Cio’ comporta che, poichè del mancato uso della cintura doveva rispondere solo
la L., avendo il c.t.u. ritenuto che detta mancanza avesse contribuito nella
misura del 50%, alla produzione del sinistro, detto concorso di colpa non poteva
essere ridotto al 30%.

Secondo il ricorrente cio’ comporta anche una violazione dell’art. 1227, comma
1, c.c., sulla base del quale il danneggiato non puo’ ottenere il risarcimento
del danno, per la parte di cui è stato causa.

Inoltre il ricorrente lamenta il vizio di motivazione dell’impugnata sentenza,
in quanto, date le circostanze di tempo (era di notte e vi era un temporale),
egli non poteva accertarsi che la L. indossasse costantemente le cinture.
Inoltre, secondo il ricorrente, tenuto conto delle modalità dell’incidente, se
la L. avesse indossato la cintura, non sarebbe stata sbalzata fuori dall’auto,
con la conseguenza che non avrebbe avuto le gravi lesioni sofferte, per lo
sbalzo fuori dalla vettura e l’urto con il capo sull’asfalto, come non le aveva
avute il conducente, che indossava la cintura e che usci’ indenne dall’auto.

2.                 

1. Ritiene questa Corte che il
motivo è infondato e che lo stesso va rigettato.

Quanto alla prima censura va preliminarmente rilevato che, contrariamente
all’assunto delle parti e della stessa sentenza, nella fattispecie non trova
applicazione l’art. 172 c.d.s. d.lgs. 30 aprile 1992.

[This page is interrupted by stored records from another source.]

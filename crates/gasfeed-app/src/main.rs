//! gasfeed - native token gas-price view, entry point.

use anyhow::Result;
use clap::Parser;
use gasfeed_app::{AppConfig, NativeTokenRates};
use tracing::{info, warn};

/// Native token gas-price view
#[derive(Parser, Debug)]
#[command(version, about, long_about = None)]
struct Args {
    /// Configuration file path (can also be set via GASFEED_CONFIG env var)
    #[arg(short, long)]
    config: Option<String>,
}

#[tokio::main]
async fn main() -> Result<()> {
    // Must run before any TLS connection
    gasfeed_ws::init_crypto();

    let args = Args::parse();

    gasfeed_telemetry::init_logging()?;

    info!("Starting gasfeed v{}", env!("CARGO_PKG_VERSION"));

    // CLI arg > GASFEED_CONFIG > default
    let config = match args.config {
        Some(path) => {
            info!(config_path = %path, "Loading configuration");
            AppConfig::from_file(&path)?
        }
        None => AppConfig::load()?,
    };
    info!(
        chain_id = ?config.chain_id,
        rates_url = %config.rates.url,
        "Configuration loaded"
    );

    let service = NativeTokenRates::start(config).await?;
    let mut output = service.subscribe();

    loop {
        tokio::select! {
            _ = tokio::signal::ctrl_c() => {
                info!("Ctrl-C received, shutting down");
                break;
            }
            changed = output.changed() => {
                if changed.is_err() {
                    warn!("Output channel closed");
                    break;
                }
                let view = output.borrow_and_update().clone();
                match view {
                    Some(prices) => {
                        for chain in prices.iter() {
                            info!(
                                chain_id = %chain.chain_id,
                                gas_token_price_usd = chain.gas_token_price_usd,
                                gas_prices = %serde_json::to_string(&chain.gas_prices)?,
                                loading = service.loading(),
                                "Gas prices updated"
                            );
                        }
                    }
                    None => info!(connected = service.connected(), "Gas prices not available yet"),
                }
            }
        }
    }

    service.shutdown().await;
    Ok(())
}
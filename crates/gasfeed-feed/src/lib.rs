//! Gas-price stream reconciliation for gasfeed.
//!
//! Decodes push-feed frames into `StreamMessage`s, reconciles them into an
//! ordered `MessageHistory`, derives named gas-price tiers and joins them
//! with the USD rate snapshot into per-chain `ChainGasPrice` views.

pub mod error;
pub mod history;
pub mod message;
pub mod reconciler;
pub mod tiers;
pub mod view;

pub use error::{FeedError, FeedResult};
pub use history::{HistoryEntry, MessageHistory, ReconcileOutcome};
pub use message::{MessageKind, StreamMessage};
pub use reconciler::{FrameOutcome, Reconciler};
pub use tiers::{derive_gas_prices, Eip1559Fees, TierValue, BASE_FEE_LABEL};
pub use view::{compose_chain_gas_prices, ViewComposer};
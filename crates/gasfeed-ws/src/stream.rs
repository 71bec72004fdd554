//! Stream handles: one open (or idle) subscription per chain.
//!
//! `GasStream` opens connections; each `StreamHandle` owns exactly one.
//! Closing or dropping a handle cancels its connection task immediately,
//! so replacing the handle is synchronous from the caller's side. Frames
//! that were already queued keep the old epoch and can be discarded by the
//! consumer.

use crate::connection::{ConnectionState, FeedConfig, FeedConnection};
use crate::error::WsResult;
use crate::frame::StreamFrame;
use crate::writer::StreamWriter;
use gasfeed_core::ChainId;
use parking_lot::RwLock;
use std::sync::Arc;
use tokio::sync::mpsc;
use tokio::task::JoinHandle;
use tokio_util::sync::CancellationToken;
use tracing::{error, info};

/// Outbound queue depth per connection.
const OUTBOUND_BUFFER: usize = 32;

/// Opens per-chain feed connections that all deliver into one frame queue.
#[derive(Debug, Clone)]
pub struct GasStream {
    config: FeedConfig,
    frame_tx: mpsc::Sender<StreamFrame>,
}

impl GasStream {
    pub fn new(config: FeedConfig, frame_tx: mpsc::Sender<StreamFrame>) -> WsResult<Self> {
        config.validate()?;
        Ok(Self { config, frame_tx })
    }

    pub fn config(&self) -> &FeedConfig {
        &self.config
    }

    /// Open a connection for `chain_id` under `epoch`.
    ///
    /// `None` yields an idle handle: no connection, no frames.
    /// Must be called from within a tokio runtime.
    pub fn open(&self, chain_id: Option<ChainId>, epoch: u64) -> StreamHandle {
        let Some(chain_id) = chain_id else {
            return StreamHandle::idle(epoch);
        };

        let state = Arc::new(RwLock::new(ConnectionState::Connecting));
        let (outbound_tx, outbound_rx) = mpsc::channel(OUTBOUND_BUFFER);
        let shutdown = CancellationToken::new();

        let connection = FeedConnection::new(
            self.config.clone(),
            chain_id,
            epoch,
            state.clone(),
            self.frame_tx.clone(),
            outbound_rx,
            shutdown.clone(),
        );

        let task = tokio::spawn(async move {
            if let Err(e) = connection.run().await {
                error!(%chain_id, epoch, error = %e, "Gas feed connection gave up");
            }
        });

        info!(%chain_id, epoch, "Gas stream opened");

        StreamHandle {
            chain_id: Some(chain_id),
            epoch,
            writer: Some(StreamWriter::new(outbound_tx, state.clone())),
            state,
            shutdown,
            task: Some(task),
        }
    }
}

/// Owner of one subscription's connection.
#[derive(Debug)]
pub struct StreamHandle {
    chain_id: Option<ChainId>,
    epoch: u64,
    writer: Option<StreamWriter>,
    state: Arc<RwLock<ConnectionState>>,
    shutdown: CancellationToken,
    task: Option<JoinHandle<()>>,
}

impl StreamHandle {
    /// Handle representing "no connection".
    pub fn idle(epoch: u64) -> Self {
        Self {
            chain_id: None,
            epoch,
            writer: None,
            state: Arc::new(RwLock::new(ConnectionState::Idle)),
            shutdown: CancellationToken::new(),
            task: None,
        }
    }

    pub fn chain_id(&self) -> Option<ChainId> {
        self.chain_id
    }

    pub fn epoch(&self) -> u64 {
        self.epoch
    }

    /// Writer for outbound control frames. None for idle handles.
    pub fn writer(&self) -> Option<StreamWriter> {
        self.writer.clone()
    }

    pub fn state(&self) -> ConnectionState {
        *self.state.read()
    }

    pub fn is_connected(&self) -> bool {
        self.state() == ConnectionState::Connected
    }

    /// Cancel the connection. Idempotent.
    pub fn close(&mut self) {
        if !self.shutdown.is_cancelled() {
            self.shutdown.cancel();
            if let Some(chain_id) = self.chain_id {
                info!(%chain_id, epoch = self.epoch, "Gas stream closed");
            }
        }
    }

    /// Close and wait for the connection task to finish.
    pub async fn shutdown(mut self) {
        self.close();
        if let Some(task) = self.task.take() {
            let _ = task.await;
        }
    }
}

impl Drop for StreamHandle {
    fn drop(&mut self) {
        self.shutdown.cancel();
    }
}

#[cfg(test)]
mod tests {
    use super::*;

    fn stream() -> (GasStream, mpsc::Receiver<StreamFrame>) {
        let (tx, rx) = mpsc::channel(16);
        let config = FeedConfig {
            url_template: "ws://127.0.0.1:9/{chain_id}".to_string(),
            ..Default::default()
        };
        (GasStream::new(config, tx).unwrap(), rx)
    }

    #[test]
    fn test_rejects_invalid_config() {
        let (tx, _rx) = mpsc::channel(1);
        let config = FeedConfig {
            url_template: "ws://127.0.0.1:9/gas".to_string(),
            ..Default::default()
        };
        assert!(GasStream::new(config, tx).is_err());
    }

    #[tokio::test]
    async fn test_open_without_chain_is_idle() {
        let (stream, _rx) = stream();
        let handle = stream.open(None, 3);

        assert_eq!(handle.chain_id(), None);
        assert_eq!(handle.epoch(), 3);
        assert_eq!(handle.state(), ConnectionState::Idle);
        assert!(handle.writer().is_none());
    }

    #[tokio::test]
    async fn test_shutdown_stops_task() {
        let (stream, _rx) = stream();
        let handle = stream.open(Some(ChainId::MAINNET), 1);
        assert_eq!(handle.chain_id(), Some(ChainId::MAINNET));

        tokio::time::timeout(std::time::Duration::from_secs(5), handle.shutdown())
            .await
            .expect("connection task should exit after close");
    }
}
//! Heartbeat tracking for a feed connection.
//!
//! A ping is only sent after `interval` of inbound silence, and the
//! connection is considered dead when its pong does not arrive within
//! `timeout`. Owned by the connection task, so no interior locking.

use std::time::{Duration, Instant};
use tracing::debug;

#[derive(Debug)]
pub struct HeartbeatMonitor {
    interval: Duration,
    timeout: Duration,
    last_ping: Option<Instant>,
    last_message: Instant,
    waiting_for_pong: bool,
}

impl HeartbeatMonitor {
    pub fn new(interval_ms: u64, timeout_ms: u64) -> Self {
        Self {
            interval: Duration::from_millis(interval_ms),
            timeout: Duration::from_millis(timeout_ms),
            last_ping: None,
            last_message: Instant::now(),
            waiting_for_pong: false,
        }
    }

    /// Reset state after (re)connecting.
    pub fn reset(&mut self) {
        self.last_ping = None;
        self.last_message = Instant::now();
        self.waiting_for_pong = false;
    }

    pub fn record_ping(&mut self) {
        self.last_ping = Some(Instant::now());
        self.waiting_for_pong = true;
    }

    pub fn record_pong(&mut self) {
        self.waiting_for_pong = false;
        if let Some(sent) = self.last_ping {
            debug!(rtt_ms = sent.elapsed().as_millis() as u64, "Received pong");
        }
    }

    /// Any inbound traffic proves the connection is alive.
    pub fn record_message(&mut self) {
        self.last_message = Instant::now();
    }

    pub fn is_waiting_for_pong(&self) -> bool {
        self.waiting_for_pong
    }

    pub fn is_timed_out(&self) -> bool {
        match (self.waiting_for_pong, self.last_ping) {
            (true, Some(sent)) => sent.elapsed() > self.timeout,
            _ => false,
        }
    }

    pub fn should_send_ping(&self) -> bool {
        !self.waiting_for_pong && self.last_message.elapsed() >= self.interval
    }

    /// How often the connection loop should evaluate the heartbeat.
    pub fn check_interval(&self) -> Duration {
        (self.interval / 2).max(Duration::from_millis(10))
    }
}
pub mod mock_feed;
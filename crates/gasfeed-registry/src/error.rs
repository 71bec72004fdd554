//! Registry error types.

use thiserror::Error;

#[derive(Debug, Error)]
pub enum RegistryError {
    #[error("HTTP client error: {0}")]
    HttpClient(String),

    #[error("Rate parse error: {0}")]
    ParseError(String),

    #[error("JSON error: {0}")]
    Json(#[from] serde_json::Error),
}

pub type RegistryResult<T> = Result<T, RegistryError>;
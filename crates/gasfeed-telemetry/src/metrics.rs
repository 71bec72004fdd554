//! Prometheus metrics for gasfeed.
//!
//! # Panics
//!
//! Metric registration uses `unwrap()`: a registration failure means a
//! duplicate metric name, which is a programming error caught at first use.

use once_cell::sync::Lazy;
use prometheus::{
    register_counter_vec, register_gauge, register_gauge_vec, register_int_counter,
    register_int_gauge, CounterVec, Gauge, GaugeVec, IntCounter, IntGauge,
};

/// Stream connection state (1 = connected, 0 = disconnected).
pub static WS_CONNECTED: Lazy<Gauge> = Lazy::new(|| {
    register_gauge!(
        "gasfeed_ws_connected",
        "Gas stream connection state (1=connected)"
    )
    .unwrap()
});

/// Stream state machine current state.
/// Labels: state (idle/connecting/connected/reconnecting)
pub static WS_STATE: Lazy<GaugeVec> = Lazy::new(|| {
    register_gauge_vec!(
        "gasfeed_ws_state",
        "Gas stream state machine current state (1=active, 0=inactive)",
        &["state"]
    )
    .unwrap()
});

/// Total stream reconnection attempts.
pub static WS_RECONNECT_TOTAL: Lazy<CounterVec> = Lazy::new(|| {
    register_counter_vec!(
        "gasfeed_ws_reconnect_total",
        "Total gas stream reconnection attempts",
        &["reason"]
    )
    .unwrap()
});

/// Stream frames by reconciliation outcome.
/// Labels: outcome (appended/replaced/unchanged/dropped/stale/undecodable)
pub static FEED_FRAMES_TOTAL: Lazy<CounterVec> = Lazy::new(|| {
    register_counter_vec!(
        "gasfeed_feed_frames_total",
        "Gas stream frames by reconciliation outcome",
        &["outcome"]
    )
    .unwrap()
});

/// Entries currently held in the message history.
pub static HISTORY_ENTRIES: Lazy<IntGauge> = Lazy::new(|| {
    register_int_gauge!(
        "gasfeed_history_entries",
        "Entries in the reconciled message history"
    )
    .unwrap()
});

/// Total subscription target changes.
pub static CHAIN_SWITCH_TOTAL: Lazy<IntCounter> = Lazy::new(|| {
    register_int_counter!(
        "gasfeed_chain_switch_total",
        "Total gas stream chain switches"
    )
    .unwrap()
});

/// Rate snapshot polls by result.
/// Labels: result (ok/error)
pub static RATE_POLL_TOTAL: Lazy<CounterVec> = Lazy::new(|| {
    register_counter_vec!(
        "gasfeed_rate_poll_total",
        "Rate snapshot polls by result",
        &["result"]
    )
    .unwrap()
});

/// Chains present in the latest rate snapshot.
pub static RATE_SNAPSHOT_CHAINS: Lazy<IntGauge> = Lazy::new(|| {
    register_int_gauge!(
        "gasfeed_rate_snapshot_chains",
        "Chains present in the latest rate snapshot"
    )
    .unwrap()
});

/// Metrics facade for easy access.
pub struct Metrics;

impl Metrics {
    /// Record stream connected.
    pub fn ws_connected() {
        WS_CONNECTED.set(1.0);
    }

    /// Record stream disconnected.
    pub fn ws_disconnected() {
        WS_CONNECTED.set(0.0);
    }

    /// Set stream state machine state.
    /// Only the active state is set to 1.
    pub fn ws_state_set(state: &str) {
        for s in &["idle", "connecting", "connected", "reconnecting"] {
            WS_STATE.with_label_values(&[s]).set(0.0);
        }
        WS_STATE.with_label_values(&[state]).set(1.0);
    }

    /// Record stream reconnection.
    pub fn ws_reconnect(reason: &str) {
        WS_RECONNECT_TOTAL.with_label_values(&[reason]).inc();
    }

    /// Record a reconciled (or rejected) stream frame.
    pub fn feed_frame(outcome: &str) {
        FEED_FRAMES_TOTAL.with_label_values(&[outcome]).inc();
    }

    /// Set current history size.
    pub fn history_entries(count: usize) {
        HISTORY_ENTRIES.set(count as i64);
    }

    /// Record a subscription target change.
    pub fn chain_switched() {
        CHAIN_SWITCH_TOTAL.inc();
    }

    /// Record a successful rate poll.
    pub fn rate_poll_ok(chains: usize) {
        RATE_POLL_TOTAL.with_label_values(&["ok"]).inc();
        RATE_SNAPSHOT_CHAINS.set(chains as i64);
    }

    /// Record a failed rate poll.
    pub fn rate_poll_failed() {
        RATE_POLL_TOTAL.with_label_values(&["error"]).inc();
    }
}
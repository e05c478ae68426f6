use std::sync::atomic::{AtomicU64, Ordering};
use std::sync::RwLock;

use tracing::{debug, warn};

use super::error::SessionError;
use crate::models::User;

/// Point-in-time view of the session handed to guards and the router.
///
/// Guards are pure functions over this value; they never see the live store,
/// so a render pass observes one consistent state from start to finish.
#[derive(Debug, Clone, PartialEq, Default)]
pub struct SessionSnapshot {
    pub user: Option<User>,
    pub loading: bool,
    pub error: Option<SessionError>,
}

impl SessionSnapshot {
    /// True when bootstrap has resolved and an account is present.
    pub fn is_authenticated(&self) -> bool {
        !self.loading && self.user.is_some()
    }
}

#[derive(Debug, Default)]
struct SessionState {
    user: Option<User>,
    loading: bool,
    error: Option<SessionError>,
}

/// The process-wide session store.
///
/// Exactly one writer path exists per field: bootstrap success or login sets
/// `user`, logout clears it, and `loading`/`error` belong to bootstrap. All
/// writes are tagged with a generation; a write whose generation is no longer
/// current is discarded, so a slow in-flight bootstrap response cannot
/// resurrect a user after an explicit logout.
#[derive(Debug, Default)]
pub struct Session {
    state: RwLock<SessionState>,
    generation: AtomicU64,
}

impl Session {
    pub fn new() -> Self {
        Session::default()
    }

    /// Take an immutable snapshot of the current session state.
    pub fn snapshot(&self) -> SessionSnapshot {
        let state = self.state.read().expect("session lock poisoned");
        SessionSnapshot {
            user: state.user.clone(),
            loading: state.loading,
            error: state.error.clone(),
        }
    }

    /// Start a new write-initiating action (bootstrap attempt, login, logout)
    /// and return its generation. Any write tagged with an older generation
    /// is stale from this point on.
    pub fn advance_generation(&self) -> u64 {
        self.generation.fetch_add(1, Ordering::SeqCst) + 1
    }

    fn is_current(&self, generation: u64) -> bool {
        self.generation.load(Ordering::SeqCst) == generation
    }

    /// Mark the bootstrap fetch as in flight.
    pub fn mark_loading(&self, generation: u64) {
        if !self.is_current(generation) {
            warn!(generation, "discarding stale loading transition");
            return;
        }
        let mut state = self.state.write().expect("session lock poisoned");
        state.loading = true;
    }

    /// Resolve the bootstrap fetch, success or failure. Always clears the
    /// loading flag for the current generation.
    pub fn resolve_bootstrap(&self, generation: u64, result: Result<User, SessionError>) {
        if !self.is_current(generation) {
            warn!(generation, "discarding stale bootstrap result");
            return;
        }
        let mut state = self.state.write().expect("session lock poisoned");
        state.loading = false;
        match result {
            Ok(user) => {
                debug!(user_id = user.id, role = user.role.as_str(), "session populated");
                state.user = Some(user);
                state.error = None;
            }
            Err(err) => {
                state.user = None;
                state.error = Some(err);
            }
        }
    }

    /// Install the account produced by an explicit login.
    pub fn apply_login(&self, generation: u64, user: User) {
        if !self.is_current(generation) {
            warn!(generation, "discarding stale login");
            return;
        }
        let mut state = self.state.write().expect("session lock poisoned");
        state.user = Some(user);
        state.loading = false;
        state.error = None;
    }

    /// Clear the account on explicit logout.
    pub fn apply_logout(&self, generation: u64) {
        if !self.is_current(generation) {
            warn!(generation, "discarding stale logout");
            return;
        }
        let mut state = self.state.write().expect("session lock poisoned");
        state.user = None;
        state.loading = false;
        state.error = None;
    }
}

Infatti, a parte il rilievo che l’incidente si era verificato il 10 aprile 1992,
in ogni caso il nuovo c.d.s. è entrato in vigore solo il 1° gennaio 1992 (v.
art. 240 d.lgs. 285/92).

Tuttavia, pur emendata la sentenza impugnata sotto questo profilo dell’errata
indicazione della norma, la questione giudicata non muta, in quanto le cinture
di sicurezza erano state rese obbligatorie, per i soggetti che si trovavano sui
sedili anteriori dell’auto, per effetto della l. 111/1988 e degli artt. 1, 2 e
3, l. 143/1999, che, in buona sostanza, prevedevano una normativa in proposito
pressochè simile a quella dell’attuale art. 172 c.d.s., anche sotto il profilo
dell’aspetto sanzionatorio.

Per cui alla data del sinistro, sulla base della l. 143/1999 vi era l’obbligo
anche da parte del trasportato sul sedile anteriore dell’auto di indossare la
cintura di sicurezza ed il mancato uso delle stesse esponeva il trasportato
trasgressore alla sanzione amministrativa (in modo analogo a quanto poi previsto
dall’art. 172 c.d.s.).

2.                 

2. Orbene sotto il profilo
dell’illecito amministrativo non vi è dubbio che il destinatario della norma,
che impone l’obbligo della cintura, sia il soggetto che detta cintura deve
indossare, e quindi, in caso di soggetto trasportato (salvo che sia minore),
destinatario del dovere sia lo stesso trasportato, che – ove non adempia – è
l’unico esposto alla sanzione.

Ne consegue che l’omesso uso delle cinture di sicurezza, da parte di persona che
abbia subito lesioni in conseguenza di un sinistro stradale, costituisce un
comportamento colposo del danneggiato nella causazione del danno, rilevante ai
sensi dell’art. 1127, comma 1, c.c., e legittima la riduzione del risarcimento,
ove si alleghi e dimostri che il corretto uso dei sistemi di ritenzione avrebbe
ridotto od addirittura eliso il danno.